WHAT YOU SHOULD DO:
Lines below starting with the line with "it never pads." and going on through the line with "pub struct InMemoryMarketData" must be output exactly; the rest of the records must be left out.

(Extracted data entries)
────

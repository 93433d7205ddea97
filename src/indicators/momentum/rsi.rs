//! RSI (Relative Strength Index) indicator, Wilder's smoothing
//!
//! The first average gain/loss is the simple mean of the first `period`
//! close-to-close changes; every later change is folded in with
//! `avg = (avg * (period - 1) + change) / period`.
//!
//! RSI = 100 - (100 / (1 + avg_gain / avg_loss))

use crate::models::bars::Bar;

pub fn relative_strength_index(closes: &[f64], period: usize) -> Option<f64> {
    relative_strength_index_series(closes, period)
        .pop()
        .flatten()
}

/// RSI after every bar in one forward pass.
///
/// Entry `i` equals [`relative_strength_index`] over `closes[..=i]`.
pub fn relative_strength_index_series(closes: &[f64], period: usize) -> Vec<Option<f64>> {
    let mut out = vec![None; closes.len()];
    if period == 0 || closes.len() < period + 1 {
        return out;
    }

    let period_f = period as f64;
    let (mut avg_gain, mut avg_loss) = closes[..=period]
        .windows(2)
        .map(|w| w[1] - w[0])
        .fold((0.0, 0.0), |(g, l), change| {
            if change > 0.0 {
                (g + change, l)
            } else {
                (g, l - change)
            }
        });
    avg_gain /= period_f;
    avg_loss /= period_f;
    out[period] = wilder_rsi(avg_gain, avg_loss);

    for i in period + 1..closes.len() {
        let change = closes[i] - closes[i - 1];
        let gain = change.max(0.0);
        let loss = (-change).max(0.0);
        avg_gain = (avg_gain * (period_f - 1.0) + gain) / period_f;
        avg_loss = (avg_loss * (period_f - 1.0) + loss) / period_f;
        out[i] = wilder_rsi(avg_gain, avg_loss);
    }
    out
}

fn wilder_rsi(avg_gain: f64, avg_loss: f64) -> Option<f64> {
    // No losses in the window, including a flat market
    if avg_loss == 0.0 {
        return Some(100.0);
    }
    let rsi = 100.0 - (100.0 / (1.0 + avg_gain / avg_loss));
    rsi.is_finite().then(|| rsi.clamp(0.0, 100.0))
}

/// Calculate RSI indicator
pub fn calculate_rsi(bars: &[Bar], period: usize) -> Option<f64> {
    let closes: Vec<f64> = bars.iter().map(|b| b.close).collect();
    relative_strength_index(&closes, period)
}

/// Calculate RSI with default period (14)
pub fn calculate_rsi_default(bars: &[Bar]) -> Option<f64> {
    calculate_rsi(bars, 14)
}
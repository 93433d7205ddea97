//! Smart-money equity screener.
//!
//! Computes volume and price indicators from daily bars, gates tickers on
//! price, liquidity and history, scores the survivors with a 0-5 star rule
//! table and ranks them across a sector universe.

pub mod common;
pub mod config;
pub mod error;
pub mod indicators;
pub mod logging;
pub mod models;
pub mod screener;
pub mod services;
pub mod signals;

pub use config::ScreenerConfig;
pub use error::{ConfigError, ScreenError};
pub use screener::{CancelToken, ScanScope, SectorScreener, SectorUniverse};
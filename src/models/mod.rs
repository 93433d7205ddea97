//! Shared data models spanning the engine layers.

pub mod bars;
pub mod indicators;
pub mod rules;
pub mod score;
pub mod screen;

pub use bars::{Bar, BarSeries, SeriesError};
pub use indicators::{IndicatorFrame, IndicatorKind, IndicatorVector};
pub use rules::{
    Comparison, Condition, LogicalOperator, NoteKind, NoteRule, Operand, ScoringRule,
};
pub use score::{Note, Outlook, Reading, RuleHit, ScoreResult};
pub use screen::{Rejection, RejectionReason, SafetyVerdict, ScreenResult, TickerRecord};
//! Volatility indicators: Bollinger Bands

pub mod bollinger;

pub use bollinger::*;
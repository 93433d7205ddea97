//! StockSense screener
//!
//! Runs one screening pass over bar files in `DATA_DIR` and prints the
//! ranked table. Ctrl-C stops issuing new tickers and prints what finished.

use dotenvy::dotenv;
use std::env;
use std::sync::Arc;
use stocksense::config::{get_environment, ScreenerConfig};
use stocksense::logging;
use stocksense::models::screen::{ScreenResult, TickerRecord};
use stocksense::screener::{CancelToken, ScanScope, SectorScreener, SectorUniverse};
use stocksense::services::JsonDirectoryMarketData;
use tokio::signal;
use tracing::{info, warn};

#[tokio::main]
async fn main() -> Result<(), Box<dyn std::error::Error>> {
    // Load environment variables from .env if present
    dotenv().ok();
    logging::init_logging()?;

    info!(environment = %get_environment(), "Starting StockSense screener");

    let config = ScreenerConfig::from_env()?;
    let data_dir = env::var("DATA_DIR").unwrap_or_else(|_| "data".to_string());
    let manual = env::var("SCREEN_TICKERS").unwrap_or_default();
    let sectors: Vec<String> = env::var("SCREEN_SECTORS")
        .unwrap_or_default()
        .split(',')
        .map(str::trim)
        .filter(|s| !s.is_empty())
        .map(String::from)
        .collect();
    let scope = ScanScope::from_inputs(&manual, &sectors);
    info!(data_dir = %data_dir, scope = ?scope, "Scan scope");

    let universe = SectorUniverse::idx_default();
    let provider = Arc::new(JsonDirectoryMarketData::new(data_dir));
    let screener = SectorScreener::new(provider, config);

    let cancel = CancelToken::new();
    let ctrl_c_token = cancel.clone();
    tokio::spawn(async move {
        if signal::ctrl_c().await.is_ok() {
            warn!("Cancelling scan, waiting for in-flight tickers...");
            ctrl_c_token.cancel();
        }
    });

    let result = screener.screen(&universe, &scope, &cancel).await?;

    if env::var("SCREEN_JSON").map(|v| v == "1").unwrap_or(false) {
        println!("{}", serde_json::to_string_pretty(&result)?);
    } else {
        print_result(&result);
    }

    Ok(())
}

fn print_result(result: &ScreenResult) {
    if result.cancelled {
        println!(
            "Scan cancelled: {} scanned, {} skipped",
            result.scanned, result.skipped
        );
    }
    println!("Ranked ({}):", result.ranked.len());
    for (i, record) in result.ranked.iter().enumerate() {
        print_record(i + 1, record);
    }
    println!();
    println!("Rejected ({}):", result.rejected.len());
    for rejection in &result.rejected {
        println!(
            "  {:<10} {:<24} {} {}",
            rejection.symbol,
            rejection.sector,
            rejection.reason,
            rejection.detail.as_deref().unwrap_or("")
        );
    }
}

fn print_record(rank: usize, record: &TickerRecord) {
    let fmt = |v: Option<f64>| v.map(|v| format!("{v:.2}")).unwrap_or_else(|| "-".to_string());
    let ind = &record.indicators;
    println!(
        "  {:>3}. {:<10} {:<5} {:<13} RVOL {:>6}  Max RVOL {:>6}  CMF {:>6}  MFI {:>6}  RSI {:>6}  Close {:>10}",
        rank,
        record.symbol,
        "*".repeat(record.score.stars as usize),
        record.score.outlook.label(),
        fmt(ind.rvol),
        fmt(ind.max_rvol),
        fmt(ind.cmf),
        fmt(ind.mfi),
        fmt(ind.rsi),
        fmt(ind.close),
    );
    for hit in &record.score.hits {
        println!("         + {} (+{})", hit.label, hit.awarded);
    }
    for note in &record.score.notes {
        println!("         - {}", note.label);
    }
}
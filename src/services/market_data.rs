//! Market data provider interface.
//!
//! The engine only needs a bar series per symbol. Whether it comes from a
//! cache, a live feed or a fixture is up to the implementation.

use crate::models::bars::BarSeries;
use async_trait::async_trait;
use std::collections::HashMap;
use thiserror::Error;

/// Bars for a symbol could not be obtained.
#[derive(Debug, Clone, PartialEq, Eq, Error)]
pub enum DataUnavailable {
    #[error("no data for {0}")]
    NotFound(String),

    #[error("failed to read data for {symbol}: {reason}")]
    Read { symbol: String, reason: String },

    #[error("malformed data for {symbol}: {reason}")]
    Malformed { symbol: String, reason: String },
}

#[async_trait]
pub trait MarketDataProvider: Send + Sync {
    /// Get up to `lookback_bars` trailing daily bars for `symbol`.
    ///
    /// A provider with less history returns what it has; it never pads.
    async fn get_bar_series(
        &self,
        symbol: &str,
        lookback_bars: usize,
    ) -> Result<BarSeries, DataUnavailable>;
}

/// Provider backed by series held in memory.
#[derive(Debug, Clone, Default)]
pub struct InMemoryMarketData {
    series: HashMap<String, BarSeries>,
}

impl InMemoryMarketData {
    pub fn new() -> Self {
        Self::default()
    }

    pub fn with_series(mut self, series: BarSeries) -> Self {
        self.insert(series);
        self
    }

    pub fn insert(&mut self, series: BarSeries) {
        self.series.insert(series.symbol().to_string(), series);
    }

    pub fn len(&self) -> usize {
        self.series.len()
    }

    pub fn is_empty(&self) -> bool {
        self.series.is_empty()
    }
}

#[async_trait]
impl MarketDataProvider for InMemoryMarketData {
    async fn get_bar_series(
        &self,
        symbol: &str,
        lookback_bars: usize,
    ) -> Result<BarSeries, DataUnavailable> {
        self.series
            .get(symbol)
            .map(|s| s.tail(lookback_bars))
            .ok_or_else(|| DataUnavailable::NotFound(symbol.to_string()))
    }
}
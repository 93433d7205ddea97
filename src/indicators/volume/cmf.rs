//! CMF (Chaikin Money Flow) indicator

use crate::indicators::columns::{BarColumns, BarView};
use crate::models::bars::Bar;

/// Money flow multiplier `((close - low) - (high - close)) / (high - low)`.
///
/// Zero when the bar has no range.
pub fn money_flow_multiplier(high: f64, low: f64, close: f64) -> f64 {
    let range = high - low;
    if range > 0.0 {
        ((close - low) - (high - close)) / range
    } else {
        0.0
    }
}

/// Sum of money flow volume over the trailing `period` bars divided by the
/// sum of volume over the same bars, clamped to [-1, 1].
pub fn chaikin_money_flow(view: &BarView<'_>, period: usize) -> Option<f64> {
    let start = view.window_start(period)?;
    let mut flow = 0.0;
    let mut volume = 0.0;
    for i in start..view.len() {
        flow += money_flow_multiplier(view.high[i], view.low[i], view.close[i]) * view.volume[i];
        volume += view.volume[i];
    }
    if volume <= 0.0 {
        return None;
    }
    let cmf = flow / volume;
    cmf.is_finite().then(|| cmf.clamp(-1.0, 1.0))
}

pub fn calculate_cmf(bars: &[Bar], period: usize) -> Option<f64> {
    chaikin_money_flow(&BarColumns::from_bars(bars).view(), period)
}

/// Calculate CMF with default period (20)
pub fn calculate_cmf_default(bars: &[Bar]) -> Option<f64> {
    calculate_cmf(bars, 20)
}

────

WRITTEN REPLY:
    /// A provider with less history returns what it has; it never pads.
    async fn get_bar_series(
        &self,
        symbol: &str,
        lookback_bars: usize,
    ) -> Result<BarSeries, DataUnavailable>;
}

/// Provider backed by series held in memory.
#[derive(Debug, Clone, Default)]
pub struct InMemoryMarketData {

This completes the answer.